Mind, Brain, Body, and Behavior

(Nancy Kaufman) #1
SIDMAN 291

There was a lot for us to learn, some with help from other scientists
at the NIH and some on our own. I contacted Clifford Grobstein, the
outstanding developmental biologist of his era and a tower of strength
at that time in the National Cancer Institute, because of our mutual inter­
est in organ culture. He taught me about the existence of inbred strains
of mice, and showed me how to breed mice and how to recognize the
first day of gestation so that the pregnancies could be timed.^9
In addition to all that we learned from others, we also taught each
other from descriptions of methods on journal pages.
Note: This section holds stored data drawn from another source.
use chrono::{DateTime, Utc};
use serde::{Deserialize, Serialize};
use uuid::Uuid;

use crate::domain::AudienceRule;

#[derive(Debug, Clone, Serialize, Deserialize)]
pub struct Announcement {
    pub id: Uuid,
    pub title: String,
    pub content: String,
    pub priority: Priority,
    pub category: String,
    pub audience: AudienceRule,
    pub created_by: Option<Uuid>,
    pub created_at: DateTime<Utc>,
    pub updated_at: DateTime<Utc>,
}

#[derive(Debug, Clone, Copy, Default, Serialize, Deserialize, PartialEq, Eq)]
#[serde(rename_all = "lowercase")]
pub enum Priority {
    Low,
    #[default]
    Medium,
    High,
}

impl Priority {
    pub fn as_str(&self) -> &'static str {
        match self {
            Priority::Low => "low",
            Priority::Medium => "medium",
            Priority::High => "high",
        }
    }

    pub fn from_str(s: &str) -> Option<Self> {
        match s {
            "low" => Some(Priority::Low),
            "medium" => Some(Priority::Medium),
            "high" => Some(Priority::High),
            _ => None,
        }
    }
}

pub const DEFAULT_CATEGORY: &str = "general";

#[derive(Debug, Clone, Serialize, Deserialize)]
pub struct CreateAnnouncementRequest {
    pub title: String,
    pub content: String,
    #[serde(default)]
    pub priority: Priority,
    pub category: Option<String>,
    #[serde(default)]
    pub audience: AudienceRule,
    #[serde(default = "default_true")]
    pub notify_students: bool,
    #[serde(default)]
    pub include_admins: bool,
}

/// Field-level overwrite. `audience`, when present, replaces the whole rule.
#[derive(Debug, Clone, Default, Serialize, Deserialize)]
pub struct UpdateAnnouncementRequest {
    pub title: Option<String>,
    pub content: Option<String>,
    pub priority: Option<Priority>,
    pub category: Option<String>,
    pub audience: Option<AudienceRule>,
}

fn default_true() -> bool {
    true
}
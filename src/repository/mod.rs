use async_trait::async_trait;
use uuid::Uuid;
use crate::domain::*;
use crate::error::Result;

pub mod user_repository;
pub mod student_repository;
pub mod announcement_repository;
pub mod email_log_repository;
pub mod notification_recipient_repository;

pub use user_repository::SqliteUserRepository;
pub use student_repository::SqliteStudentRepository;
pub use announcement_repository::SqliteAnnouncementRepository;
pub use email_log_repository::SqliteEmailLogRepository;
pub use notification_recipient_repository::SqliteNotificationRecipientRepository;

#[async_trait]
pub trait UserRepository: Send + Sync {
    async fn create(&self, user: CreateUserRequest) -> Result<User>;
    async fn find_by_id(&self, id: Uuid) -> Result<Option<User>>;
    async fn find_by_email(&self, email: &str) -> Result<Option<User>>;
    async fn list_by_role(&self, role: UserRole) -> Result<Vec<User>>;
    async fn password_hash(&self, email: &str) -> Result<Option<String>>;
    async fn username_exists(&self, username: &str) -> Result<bool>;
    /// Hashes and stores a new password. Returns false when no user has `id`.
    async fn set_password(&self, id: Uuid, password: &str) -> Result<bool>;
}

/// Read side of student data used for targeting, plus the profile writes
/// that feed it.
#[async_trait]
pub trait StudentDirectory: Send + Sync {
    async fn list_students(&self, filter: &DirectoryFilter) -> Result<Vec<StudentRecord>>;
    async fn find_student(&self, user_id: Uuid) -> Result<Option<StudentRecord>>;
    async fn find_profile(&self, user_id: Uuid) -> Result<Option<StudentProfile>>;
    async fn upsert_profile(&self, user_id: Uuid, profile: UpsertStudentProfileRequest) -> Result<StudentProfile>;
    /// Returns false when the student has no profile to update.
    async fn set_program_stage(&self, user_id: Uuid, program_stage: &str) -> Result<bool>;
    /// Case-insensitive substring match on email, username and name.
    async fn search_students(&self, query: &str) -> Result<Vec<StudentRecord>>;
    /// Removes the student account; profile and sessions go with it.
    async fn delete_student(&self, user_id: Uuid) -> Result<bool>;
}

#[async_trait]
pub trait AnnouncementRepository: Send + Sync {
    async fn create(&self, announcement: Announcement) -> Result<Announcement>;
    async fn find_by_id(&self, id: Uuid) -> Result<Option<Announcement>>;
    /// Newest first.
    async fn list(&self) -> Result<Vec<Announcement>>;
    async fn update(&self, id: Uuid, announcement: Announcement) -> Result<Announcement>;
    async fn delete(&self, id: Uuid) -> Result<bool>;
}

#[async_trait]
pub trait EmailLogRepository: Send + Sync {
    async fn record(&self, entries: Vec<NewEmailLog>) -> Result<()>;
    async fn list(&self, limit: i64, offset: i64, status: Option<EmailStatus>) -> Result<Vec<EmailLog>>;
    async fn stats(&self) -> Result<EmailStats>;
}

#[async_trait]
pub trait NotificationRecipientRepository: Send + Sync {
    async fn list(&self) -> Result<Vec<NotificationRecipient>>;
    async fn find_by_id(&self, id: i64) -> Result<Option<NotificationRecipient>>;
    async fn create(&self, recipient: CreateNotificationRecipient) -> Result<NotificationRecipient>;
    async fn update(&self, id: i64, update: UpdateNotificationRecipient) -> Result<Option<NotificationRecipient>>;
    async fn delete(&self, id: i64) -> Result<bool>;
    async fn toggle_active(&self, id: i64) -> Result<Option<NotificationRecipient>>;
    async fn active_emails(&self) -> Result<Vec<String>>;
}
One example was
mastering how to work in complete darkness to make autoradiograms
by dipping microscope slides into liquid photographic emulsion and
then hanging them with clothespins onto a wire suspended above the
laboratory bench to dry, a technique based on the newly published
method of the distinguished Canadian histologist, Charles P. LeBlond.^10
A bit of luck always helped, and we were fortunate in choosing mice
at the eleventh day of gestation for the first trial injections of tritiated
thymidine. Younger embryos, as we learned later, do not receive enough
of the radioactive compound after its injection into the mother because
the placental circulation connecting mother and embryo is not yet well
enough developed. The patterns of radioactive cells in older fetuses might
have been too complex for us to analyze and understand at that initial
phase of our venture into uncharted territory. No one before us had
used tritiated thymidine to look at the nervous system or indeed, at any
tissues in mammalian embryos.
We killed the first four injected pregnant mice at 1, 6, 24, and
48 hours after injection. The embryos were fixed for histological and
autoradiographic workup. Beta rays from the tritium produce a latent
image in the photographic emulsion layer just as light does with the film
in a camera. The difference from the camera is that for autoradiography,
exposure time of the film to tritium is measured in weeks or months, not
in fractions of a second. However, at the end of the exposure time, the
slides with the emulsion are developed in the darkroom with the stand­
ard chemicals used for photographic development, and the cells with
sufficient radioactivity in their nuclei are then seen to be overlaid with
reduced (black) silver grains in the emulsion.